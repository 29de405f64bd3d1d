use std::sync::Arc;

use volume_resample::{
    BlobParams, DataType, Grid3, GridGeometry, ProgressTracker, ResampleMethod, ResampleParams,
    SmoothingParams, Volume, Worker, extract_blobs_into, find_maxima, map_volume_to_volume,
    roi_centroids, smooth_gaussian,
};

/// Builds a 32³ volume holding two bright spheres on a dark background.
fn phantom() -> Volume {
    let grid = Grid3::new([32, 32, 32], [64.0, 64.0, 64.0]).expect("should have built grid");
    let mut volume = Volume::new("phantom", grid);
    let midpoints: Vec<_> = (0..volume.grid().voxel_count())
        .map(|i| volume.grid().midpoint_at(i))
        .collect();
    let column = volume.add_column("intensity", DataType::Float32);
    for (index, p) in midpoints.iter().enumerate() {
        let a = ((p.x - 20.0).powi(2) + (p.y - 20.0).powi(2) + (p.z - 32.0).powi(2)).sqrt();
        let b = ((p.x - 44.0).powi(2) + (p.y - 44.0).powi(2) + (p.z - 32.0).powi(2)).sqrt();
        if a < 8.0 || b < 6.0 {
            column.set(index, 100.0);
        }
    }
    volume
}

#[tokio::main(flavor = "current_thread")]
async fn main() {
    env_logger::Builder::from_default_env()
        .filter_level(log::LevelFilter::Info)
        .init();

    let worker = Worker::new();
    let progress = Arc::new(ProgressTracker::new());

    let job_progress = progress.clone();
    let volume = worker
        .post(move || {
            let mut volume = phantom();
            smooth_gaussian(
                &mut volume,
                "intensity",
                "smoothed",
                &SmoothingParams::default(),
                Some(job_progress.as_ref()),
            )?;
            extract_blobs_into(
                &mut volume,
                "intensity",
                "blobs",
                &BlobParams {
                    threshold: 50.0,
                    min_blob_size: 10,
                },
                Some(job_progress.as_ref()),
            )?;
            Ok(volume)
        })
        .await
        .expect("should have smoothed and labelled the phantom");

    let blobs = volume.column("blobs").and_then(|c| c.limits());
    log::info!("Blob label range: {blobs:?}");
    let centroids = roi_centroids(&volume, "blobs", 1..=i32::MAX, 1, None)
        .expect("should have found blob centroids");
    let maxima = find_maxima(&volume, "smoothed", Some("blobs"))
        .expect("should have found blob maxima");
    for (centroid, peak) in centroids.iter().zip(&maxima) {
        log::info!(
            "Blob {}: {} voxels, centroid {:?}, peak {:.1} at {:?}",
            centroid.label,
            centroid.size,
            centroid.centroid,
            peak.value,
            peak.point
        );
    }

    let job_progress = progress.clone();
    let target = worker
        .post(move || {
            let grid = Grid3::new([48, 48, 48], [64.0, 64.0, 64.0])?;
            let mut target = Volume::new("resampled", grid);
            target.add_column("smoothed", DataType::Float32);
            let params = ResampleParams::new(ResampleMethod::Tricubic, 0.0);
            map_volume_to_volume(
                &volume,
                &mut target,
                "smoothed",
                "smoothed",
                &params,
                Some(job_progress.as_ref()),
            )?;
            Ok(target)
        })
        .await
        .expect("should have resampled the smoothed phantom");

    let range = target.column("smoothed").and_then(|c| c.value_range());
    log::info!(
        "Resampled '{}' to {:?} voxels, value range {:?} ({:.0}% of last job)",
        target.name(),
        target.grid().dims(),
        range,
        progress.fraction() * 100.0
    );
}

» YOUR GOAL:
Repeat the records, every one of them, without any deviation.

» OUTPUT:
repository 29de405f64bd3d1d
use std::sync::Arc;

use volume_resample::{
    BlobParams, DataType, Grid3, GridGeometry, ProgressTracker, ResampleMethod, ResampleParams,
    SmoothingParams, Volume, Worker, extract_blobs_into, find_maxima, map_volume_to_volume,
    roi_centroids, smooth_gaussian,
};

/// Builds a 32³ volume holding two bright spheres on a dark background.
fn phantom() -> Volume {
    let grid = Grid3::new([32, 32, 32], [64.0, 64.0, 64.0]).expect("should have built grid");
    let mut volume = Volume::new("phantom", grid);
    let midpoints: Vec<_> = (0..volume.grid().voxel_count())
        .map(|i| volume.grid().midpoint_at(i))
        .collect();
    let column = volume.add_column("intensity", DataType::Float32);
    for (index, p) in midpoints.iter().enumerate() {
        let a = ((p.x - 20.0).powi(2) + (p.y - 20.0).powi(2) + (p.z - 32.0).powi(2)).sqrt();
        let b = ((p.x - 44.0).powi(2) + (p.y - 44.0).powi(2) + (p.z - 32.0).powi(2)).sqrt();
        if a < 8.0 || b < 6.0 {
            column.set(index, 100.0);
        }
    }
    volume
}

#[tokio::main(flavor = "current_thread")]
async fn main() {
    env_logger::Builder::from_default_env()
        .filter_level(log::LevelFilter::Info)
        .init();

    let worker = Worker::new();
    let progress = Arc::new(ProgressTracker::new());

    let job_progress = progress.clone();
    let volume = worker
        .post(move || {
            let mut volume = phantom();
            smooth_gaussian(
                &mut volume,
                "intensity",
                "smoothed",
                &SmoothingParams::default(),
                Some(job_progress.as_ref()),
            )?;
            extract_blobs_into(
                &mut volume,
                "intensity",
                "blobs",
                &BlobParams {
                    threshold: 50.0,
                    min_blob_size: 10,
                },
                Some(job_progress.as_ref()),
            )?;
            Ok(volume)
        })
        .await
        .expect("should have smoothed and labelled the phantom");

    let blobs = volume.column("blobs").and_then(|c| c.limits());
    log::info!("Blob label range: {blobs:?}");
    let centroids = roi_centroids(&volume, "blobs", 1..=i32::MAX, 1, None)
        .expect("should have found blob centroids");
    let maxima = find_maxima(&volume, "smoothed", Some("blobs"))
        .expect("should have found blob maxima");
    for (centroid, peak) in centroids.iter().zip(&maxima) {
        log::info!(
            "Blob {}: {} voxels, centroid {:?}, peak {:.1} at {:?}",
            centroid.label,
            centroid.size,
            centroid.centroid,
            peak.value,
            peak.point
        );
    }

    let job_progress = progress.clone();
    let target = worker
        .post(move || {
            let grid = Grid3::new([48, 48, 48], [64.0, 64.0, 64.0])?;
            let mut target = Volume::new("resampled", grid);
            target.add_column("smoothed", DataType::Float32);
            let params = ResampleParams::new(ResampleMethod::Tricubic, 0.0);
            map_volume_to_volume(
                &volume,
                &mut target,
                "smoothed",
                "smoothed",
                &params,
                Some(job_progress.as_ref()),
            )?;
            Ok(target)
        })
        .await
        .expect("should have resampled the smoothed phantom");

    let range = target.column("smoothed").and_then(|c| c.value_range());
    log::info!(
        "Resampled '{}' to {:?} voxels, value range {:?} ({:.0}% of last job)",
        target.name(),
        target.grid().dims(),
        range,
        progress.fraction() * 100.0
    );
}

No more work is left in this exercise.